Angiolymphoid hyperplasia with eosinophilia: A clinicopathologic study of 116 patients

Abstract

The clinicopathologic spectrum of angiolymphoid hyperplasia with eosinophilia (ALHE) is reported through a study of 116 cases (67 male and 49 female) submitted to the Armed Forces Institute of Pathology. The lesions are most common in the head-neck region and are characterized by single or multiple smooth-top papules or plaques of varying color. Microscopically, ALHE consists of anomalous vascular proliferations and varying degrees of nodular and diffuse lymphocytic infiltrates with eosinophils at all levels of the corium and subcutaneous tissue. In fifty-three cases an arterial structure, confirmed by the presence of an internal elastic lamina, was observed in close association with venular structures or was the site of endothelial cell proliferation.
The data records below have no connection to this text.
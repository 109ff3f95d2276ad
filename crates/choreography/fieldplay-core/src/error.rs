//! Error types for path and event model operations

use serde::{Deserialize, Serialize};

/// Failures surfaced by model constructors and mutators.
///
/// Degenerate geometry (zero-width keyframe brackets, zero time deltas, dangling
/// path references) never produces one of these; sampling resolves those to a
/// held position or a zero vector instead.
#[derive(thiserror::Error, Debug, Clone, PartialEq, Serialize, Deserialize)]
#[non_exhaustive]
pub enum ChoreoError {
    /// Constructor received fewer keyframes than a path needs
    #[error("Invalid path: {provided} keyframe(s) supplied, at least {required} required")]
    InvalidPath { provided: usize, required: usize },

    /// Edit would leave a path (or document) in an invalid state
    #[error("Invariant violation: {reason}")]
    InvariantViolation { reason: String },

    /// Keyframe index does not exist in the path
    #[error("Keyframe index {index} out of range (path has {len} keyframes)")]
    KeyframeOutOfRange { index: usize, len: usize },

    /// Serialization error
    #[error("Serialization error: {reason}")]
    Serialization { reason: String },
}

impl ChoreoError {
    /// Shorthand for an [`ChoreoError::InvariantViolation`].
    #[inline]
    pub fn invariant(reason: impl Into<String>) -> Self {
        Self::InvariantViolation {
            reason: reason.into(),
        }
    }

    /// Get error category for logging
    #[inline]
    pub fn category(&self) -> &'static str {
        match self {
            Self::InvalidPath { .. } | Self::KeyframeOutOfRange { .. } => "path",
            Self::InvariantViolation { .. } => "validation",
            Self::Serialization { .. } => "serialization",
        }
    }
}

impl From<serde_json::Error> for ChoreoError {
    fn from(err: serde_json::Error) -> Self {
        Self::Serialization {
            reason: err.to_string(),
        }
    }
}

#[cfg(test)]
mod tests {
    use super::*;

    #[test]
    fn test_error_display() {
        let error = ChoreoError::InvalidPath {
            provided: 1,
            required: 2,
        };
        assert_eq!(
            error.to_string(),
            "Invalid path: 1 keyframe(s) supplied, at least 2 required"
        );
    }

    #[test]
    fn test_error_categories() {
        assert_eq!(ChoreoError::invariant("x").category(), "validation");
        assert_eq!(
            ChoreoError::KeyframeOutOfRange { index: 4, len: 2 }.category(),
            "path"
        );
    }

    #[test]
    fn test_serde_json_conversion() {
        let bad = serde_json::from_str::<serde_json::Value>("{").unwrap_err();
        let error: ChoreoError = bad.into();
        assert_eq!(error.category(), "serialization");
    }

    #[test]
    fn test_serialization() {
        let error = ChoreoError::invariant("test");
        let serialized = serde_json::to_string(&error).unwrap();
        let deserialized: ChoreoError = serde_json::from_str(&serialized).unwrap();
        assert_eq!(error, deserialized);
    }
}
ALHE comprises a spectrum of unusual vascular proliferation with inflammation, encompassing such entities as inflammatory angiomatous nodules, pseudo or atypical pyogenic granuloma, histiocytoid hemangioma, epithelioid hemangioma, and Kimura's disease. The existence of arterial structures among venules and endothelial cell proliferations suggests the presence of arteriovenous (AV) shunts, which may help explain the pathogenesis and biologic behavior of this condition.